Am quite new to PostgreSQL, I have never done a large deployment using it before. But, I have good experience in enterprise solutions and I want to try and apply some of what I learned using PostgreSQL.

I have site which is sized to handle large number of data and traffic. The infrastructure will be built using on amazon (AWS) using EC2 instances and EBS volumes.

The design should have two databases, a main transactional database and a data warehouse to handle analysis and reporting.

Main transactional database

will be used for live website, the site is built on multiple nodes to scale up concurrent users. Mainly we require the database for this case to be extremely fast in reading operations, we expect >100GB data with 30% annual growth. At this point, we are planning to use two EC2 servers (and add more later as we need).

my question, what is the recommended setup for the above requirements? Plus, is there a way to manage the table and volume partitioning? is there recommendations for using AWS setup?

Data warehouse database

Will be used mainly for capturing all the data from main transactional database in time dimension. so, even deleted records from main database will be captured in the DWH. Therefore, the data will be very large and growth will be even bigger. We will also use couple EC2 instances or more if required.
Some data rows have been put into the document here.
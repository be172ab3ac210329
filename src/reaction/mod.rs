//! Reactions invoked by the coordinator for each parsed turn.
//!
//! The coordinator never calls two reactions concurrently for the same
//! conversation, so implementations need not guard against re-entrancy.

pub mod shell;
pub mod speech;

pub use shell::ShellRunner;
pub use speech::{PronunciationSpeaker, SpeechOutcome, SpeechSink};

use async_trait::async_trait;
use tokio_util::sync::CancellationToken;

use crate::error::Result;
use crate::turn::{CodeTurn, DialogueTurn};

/// Reaction to a dialogue turn.
#[async_trait]
pub trait Speaker: Send + Sync {
    /// Present `turn` to the user.
    ///
    /// Returns the turn to record in history, possibly edited (for example
    /// truncated to what was actually heard), or `None` to veto it.
    ///
    /// # Errors
    ///
    /// Returning [`ConversationError::Cancelled`](crate::ConversationError::Cancelled)
    /// stops the round; any other error aborts the submission.
    async fn speak(&self, turn: DialogueTurn, cancel: CancellationToken)
    -> Result<Option<DialogueTurn>>;
}

/// Reaction to a code turn.
#[async_trait]
pub trait CodeRunner: Send + Sync {
    /// Execute `turn` and return its textual output.
    ///
    /// # Errors
    ///
    /// [`ConversationError::Execution`](crate::ConversationError::Execution) is
    /// recorded in history as a fault; `Cancelled` stops the round; anything
    /// else aborts the submission.
    async fn run_code(&self, turn: &CodeTurn, cancel: CancellationToken) -> Result<String>;
}
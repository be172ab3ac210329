//! OpenAI-compatible streaming chat backend.
//!
//! Works with any server implementing `POST /v1/chat/completions` with
//! `stream: true` (OpenAI, Ollama, vLLM, llama.cpp server, MLX server).
//! Each SSE chunk's `choices[0].delta.content` becomes one fragment.

use std::time::Duration;

use async_trait::async_trait;
use bytes::Bytes;
use futures_util::{Stream, StreamExt};
use tokio_util::sync::CancellationToken;
use tracing::{debug, info};

use super::sse::SseLineParser;
use super::{Backend, FragmentStream};
use crate::config::BackendConfig;
use crate::error::{ConversationError, Result};
use crate::pipeline::messages::Message;

/// Backend speaking the OpenAI chat completions streaming protocol.
pub struct OpenAiBackend {
    config: BackendConfig,
    api_key: Option<String>,
    client: reqwest::Client,
}

impl std::fmt::Debug for OpenAiBackend {
    fn fmt(&self, f: &mut std::fmt::Formatter<'_>) -> std::fmt::Result {
        f.debug_struct("OpenAiBackend")
            .field("base_url", &self.config.base_url)
            .field("model", &self.config.model)
            .field("has_api_key", &self.api_key.is_some())
            .finish()
    }
}

impl OpenAiBackend {
    /// Create a backend from configuration.
    ///
    /// # Errors
    ///
    /// Returns an error if the HTTP client cannot be built.
    pub fn new(config: &BackendConfig) -> Result<Self> {
        let client = reqwest::Client::builder()
            .connect_timeout(Duration::from_secs(config.connect_timeout_secs))
            .build()
            .map_err(|e| ConversationError::Backend(format!("HTTP client setup failed: {e}")))?;

        let api_key = config.resolve_api_key();
        info!(
            "API backend configured: {} model={}",
            config.base_url, config.model
        );

        Ok(Self {
            config: config.clone(),
            api_key,
            client,
        })
    }

    fn endpoint(&self) -> String {
        let base = self.config.base_url.trim_end_matches('/');
        let base = base.strip_suffix("/v1").unwrap_or(base);
        format!("{base}/v1/chat/completions")
    }

    fn request_body(&self, history: &[Message]) -> serde_json::Value {
        let messages: Vec<serde_json::Value> = history
            .iter()
            .map(|m| {
                serde_json::json!({
                    "role": m.role.as_str(),
                    "content": m.content,
                })
            })
            .collect();

        serde_json::json!({
            "model": self.config.model,
            "messages": messages,
            "stream": true,
            "temperature": self.config.temperature,
            "max_tokens": self.config.max_tokens,
        })
    }
}

#[async_trait]
impl Backend for OpenAiBackend {
    fn name(&self) -> &str {
        "openai"
    }

    async fn generate(
        &self,
        history: &[Message],
        cancel: CancellationToken,
    ) -> Result<FragmentStream> {
        let body = self.request_body(history);
        let mut request = self.client.post(self.endpoint()).json(&body);
        if let Some(key) = &self.api_key {
            request = request.bearer_auth(key);
        }

        debug!(messages = history.len(), "sending chat completion request");
        let response = tokio::select! {
            biased;
            () = cancel.cancelled() => return Err(ConversationError::Cancelled),
            response = request.send() => response
                .map_err(|e| ConversationError::Backend(format!("request failed: {e}")))?,
        };

        let status = response.status();
        if !status.is_success() {
            let body_text = response.text().await.unwrap_or_default();
            return Err(map_http_error(status, &body_text));
        }

        Ok(Box::pin(fragment_stream(response.bytes_stream(), cancel)))
    }
}

/// Adapt an SSE byte stream into content fragments.
fn fragment_stream(
    bytes: impl Stream<Item = reqwest::Result<Bytes>> + Send + 'static,
    cancel: CancellationToken,
) -> impl Stream<Item = Result<String>> + Send {
    async_stream::try_stream! {
        let mut bytes = Box::pin(bytes);
        let mut parser = SseLineParser::new();

        'read: loop {
            let chunk = tokio::select! {
                biased;
                () = cancel.cancelled() => None,
                chunk = bytes.next() => Some(chunk),
            };
            let Some(chunk) = chunk else {
                Err::<(), _>(ConversationError::Cancelled)?;
                break 'read;
            };
            let Some(chunk) = chunk else { break 'read };
            let chunk = chunk
                .map_err(|e| ConversationError::Backend(format!("stream read failed: {e}")))?;

            for event in parser.push(&chunk) {
                if event.is_done() {
                    break 'read;
                }
                if let Some(text) = delta_content(&event.data)? {
                    yield text;
                }
            }
        }

        if let Some(event) = parser.flush() {
            if !event.is_done() {
                if let Some(text) = delta_content(&event.data)? {
                    yield text;
                }
            }
        }
    }
}

/// Extract `choices[0].delta.content` from one streamed chunk.
fn delta_content(data: &str) -> Result<Option<String>> {
    let value: serde_json::Value = serde_json::from_str(data)
        .map_err(|e| ConversationError::Backend(format!("invalid stream chunk: {e}")))?;

    if let Some(error) = value.get("error") {
        let message = error
            .get("message")
            .and_then(|m| m.as_str())
            .unwrap_or("unknown error");
        return Err(ConversationError::Backend(format!(
            "stream reported error: {message}"
        )));
    }

    Ok(value
        .pointer("/choices/0/delta/content")
        .and_then(|c| c.as_str())
        .filter(|c| !c.is_empty())
        .map(str::to_owned))
}

/// Map an HTTP error status to a backend error.
fn map_http_error(status: reqwest::StatusCode, body: &str) -> ConversationError {
    let message = extract_error_message(body);
    match status.as_u16() {
        401 | 403 => ConversationError::Backend(format!("authentication failed: {message}")),
        429 => ConversationError::Backend(format!("rate limited: {message}")),
        code => ConversationError::Backend(format!("HTTP {code}: {message}")),
    }
}

/// Extract an error message from an OpenAI-style error body.
fn extract_error_message(body: &str) -> String {
    serde_json::from_str::<serde_json::Value>(body)
        .ok()
        .and_then(|v| {
            v.pointer("/error/message")
                .and_then(|m| m.as_str())
                .map(String::from)
        })
        .unwrap_or_else(|| body.to_owned())
}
What is the recommended setup in this case? this will require fast writing operation because of the constant writing (ETL). Can we build OLAP cubes in PostgreSQL? if yes, has anyone out there gave it a try?

Connecting to database

The web servers will be connecting to the main database to query and write. We are currently developing an application using django which uses native library for connecting. Is it recommended to use the same basic method? or should we configure pgpool?

Data warehouse (ETL)

What is recommended way for building ETL processes to read from main and load to data warehouse? Any tools? methodology to follow? does PostgreSQL offer any helpful functions/tools in building ETL processes?

Best Answer

Infrastructure/Database Services

You should probably read this for an overview of a high-volume site that runs on AWS with EBS. They've moved to Ephemeral storage but have had to create some redundancy in being able to (re)store the data.

http://blog.reddit.com/2012/01/january-2012-state-of-servers.html

Data Warehouse/ETL

I've used Pentaho in the past. Not directly with postgres, but I've found it to be a good solution for both OLAP (Mondrian) and ETL (Kettle)

http://www.pentaho.com/

edit: "Community Editions" can be found here

http://mondrian.pentaho.com/

http://kettle.pentaho.com/

Connection

These folks seem to really like pgbouncer. https://stackoverflow.com/questions/1125504/django-persistent-database-connection

I have no experience with it, though. Apparently, Disqus uses it.